Отличительной чертой условных рефлексов является то, что их образование происходит легко и может осуществиться в течение короткого отрезка времени. Быстрота образования и высокая прочность – важнейшие свойства условных рефлексов. Они возникают в ответ на действие вполне определенных раздражителей. Их называют условными. Другие раздражители, даже очень похожие, вызвать условный рефлекс, как правило, не могут.

Если ситуация, приведшая к образованию условных рефлексов, изменится, они угасают, то есть перестают осуществляться. Перестал экспериментатор подкармливать во время опытов животное, и теперь что бы он ни делал, его действия больше не вызывают выделения у собаки слюны. Угасший условный рефлекс через некоторое время может самопроизвольно восстановиться.

Однако если ситуация к этому времени осталась без изменения, если экспериментатор совершенно перестал кормить собаку, рефлекс угаснет снова и теперь уже окончательно.

Об особенностях образования условных рефлексов речь еще впереди. Изучение этого важнейшего элемента психической деятельности было осуществлено под руководством И.П. Павлова. Три с половиной десятилетия продолжалась работа большого коллектива ученых по изучению физиологии мозга. Исследования в павловских лабораториях проводились главным образом на собаках.

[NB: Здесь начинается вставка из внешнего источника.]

use crate::infra::AppState;
use arc_site::site::{site_router, SiteState};
use axum::extract::Path;
use axum::http::{header, StatusCode};
use axum::response::{IntoResponse, Response};
use axum::Extension;
use axum::Json;
use serde_json::json;
use std::path::{Component, Path as FsPath};
use tracing::{debug, warn};

pub(crate) fn with_service_routes(site: SiteState) -> axum::Router {
    site_router(site)
        .route("/health", axum::routing::get(healthcheck))
        .route("/ready", axum::routing::get(readiness_endpoint))
        .route("/metrics", axum::routing::get(metrics_endpoint))
        .route("/images/:file", axum::routing::get(image_endpoint))
}

pub(crate) async fn healthcheck() -> Json<serde_json::Value> {
    Json(json!({ "status": "ok" }))
}

pub(crate) async fn readiness_endpoint(Extension(state): Extension<AppState>) -> impl IntoResponse {
    let ready = state.readiness.load(std::sync::atomic::Ordering::Relaxed);
    let status = if ready {
        StatusCode::OK
    } else {
        StatusCode::SERVICE_UNAVAILABLE
    };

    let payload = if ready {
        json!({ "status": "ready" })
    } else {
        json!({ "status": "initializing" })
    };

    (status, Json(payload))
}

pub(crate) async fn metrics_endpoint(Extension(state): Extension<AppState>) -> impl IntoResponse {
    (
        StatusCode::OK,
        [(header::CONTENT_TYPE, "text/plain; version=0.0.4")],
        state.metrics.render(),
    )
}

/// Only a single plain file name is served; anything else reads as missing.
fn is_plain_file_name(file: &str) -> bool {
    let mut components = FsPath::new(file).components();
    matches!(
        (components.next(), components.next()),
        (Some(Component::Normal(_)), None)
    ) && !file.starts_with('.')
}

pub(crate) async fn image_endpoint(
    Extension(state): Extension<AppState>,
    Path(file): Path<String>,
) -> Response {
    if !is_plain_file_name(&file) {
        debug!(%file, "rejected image path");
        return StatusCode::NOT_FOUND.into_response();
    }

    let path = state.assets.join(&file);
    match tokio::fs::read(&path).await {
        Ok(bytes) => {
            let content_type = mime_guess::from_path(&path).first_or_octet_stream();
            (
                StatusCode::OK,
                [(header::CONTENT_TYPE, content_type.as_ref().to_string())],
                bytes,
            )
                .into_response()
        }
        Err(err) if err.kind() == std::io::ErrorKind::NotFound => {
            StatusCode::NOT_FOUND.into_response()
        }
        Err(err) => {
            warn!(path = %path.display(), error = %err, "unable to read image");
            StatusCode::INTERNAL_SERVER_ERROR.into_response()
        }
    }
}

#[cfg(test)]
mod tests {
    use super::*;
    use arc_site::enquiry::{EnquirySettings, EnquiryState};
    use arc_site::relay::LogRelay;
    use arc_site::site::SiteContent;
    use axum::body::{to_bytes, Body};
    use axum::http::Request;
    use metrics_exporter_prometheus::PrometheusBuilder;
    use std::path::PathBuf;
    use std::sync::atomic::AtomicBool;
    use std::sync::Arc;
    use tower::ServiceExt;

    fn asset_dir(name: &str) -> PathBuf {
        let dir = std::env::temp_dir().join(format!("arc-site-web-{name}-{}", std::process::id()));
        std::fs::create_dir_all(&dir).expect("asset dir");
        std::fs::write(dir.join("logo.png"), b"\x89PNG fake").expect("write image");
        dir
    }

    fn app(assets: PathBuf, ready: bool) -> axum::Router {
        let state = AppState {
            readiness: Arc::new(AtomicBool::new(ready)),
            metrics: Arc::new(PrometheusBuilder::new().build_recorder().handle()),
            assets: Arc::new(assets),
        };
        let site = SiteState::new(
            SiteContent::sree_dhanya_arc(),
            EnquiryState::new(Arc::new(LogRelay), EnquirySettings::default()),
        );
        with_service_routes(site).layer(Extension(state))
    }

    async fn get(app: axum::Router, uri: &str) -> Response {
        app.oneshot(Request::get(uri).body(Body::empty()).expect("request"))
            .await
            .expect("response")
    }

    #[test]
    fn only_plain_file_names_are_served() {
        assert!(is_plain_file_name("arc-main.png"));
        assert!(!is_plain_file_name("../Cargo.toml"));
        assert!(!is_plain_file_name("nested/logo.png"));
        assert!(!is_plain_file_name("/etc/passwd"));
        assert!(!is_plain_file_name(".env"));
    }

    #[tokio::test]
    async fn serves_images_with_guessed_content_type() {
        let response = get(app(asset_dir("serve"), true), "/images/logo.png").await;

        assert_eq!(response.status(), StatusCode::OK);
        assert_eq!(response.headers()[header::CONTENT_TYPE], "image/png");
        let bytes = to_bytes(response.into_body(), usize::MAX)
            .await
            .expect("body");
        assert_eq!(&bytes[..], b"\x89PNG fake");
    }

    #[tokio::test]
    async fn encoded_traversal_and_missing_files_are_not_found() {
        let assets = asset_dir("traversal");
        for uri in ["/images/..%2FCargo.toml", "/images/missing.png"] {
            let response = get(app(assets.clone(), true), uri).await;
            assert_eq!(response.status(), StatusCode::NOT_FOUND, "{uri}");
        }
    }

    #[tokio::test]
    async fn readiness_reflects_flag() {
        let response = get(app(asset_dir("ready"), false), "/ready").await;
        assert_eq!(response.status(), StatusCode::SERVICE_UNAVAILABLE);

        let response = get(app(asset_dir("ready"), true), "/health").await;
        assert_eq!(response.status(), StatusCode::OK);
    }
}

Ученые надеялись, что, исследуя психику собаки, удастся изучить многие особенности работы мозга, общие для человека и животных.

Условный рефлекс – важнейший, основной механизм работы мозга. Изучение особенностей его функционирования очень скоро убедило в этом ученых. Была уверенность, что условные рефлексы вырабатываются не только у собак, но и у многих других четвероногих и пернатых обитателей нашей планеты. Поэтому, изучая развитие мозга различных животных, ученые в первую очередь старались выяснить, образуются ли у них условные рефлексы и какие именно. Легко ли они возникают или с трудом. Иными словами, когда хотят разобраться в особенностях умственного развития животных, выясняют, способны ли они обучаться и чему их можно научить. И.П. Павлов внес весомый вклад в мировую науку сначала своими экспериментами по кровообращению, затем обширными исследованиями по пищеварению и, наконец, созданием специальной науки о функциях мозга. Этим он на весь мир прославил отечественную науку.

Успеху И.П. Павлова во многом способствовали собаки, его основные лабораторные животные. Отдавая дань уважения этим прославленным труженицам науки, в 1936 году по его просьбе в Ленинграде на территории Института экспериментальной медицины под окнами физиологической лаборатории Ивана Петровича установили памятник собаке. На высоком постаменте четыре бронзовых барельефа со сценами из жизни лаборатории, демонстрирующими сообразительность и терпеливость собак.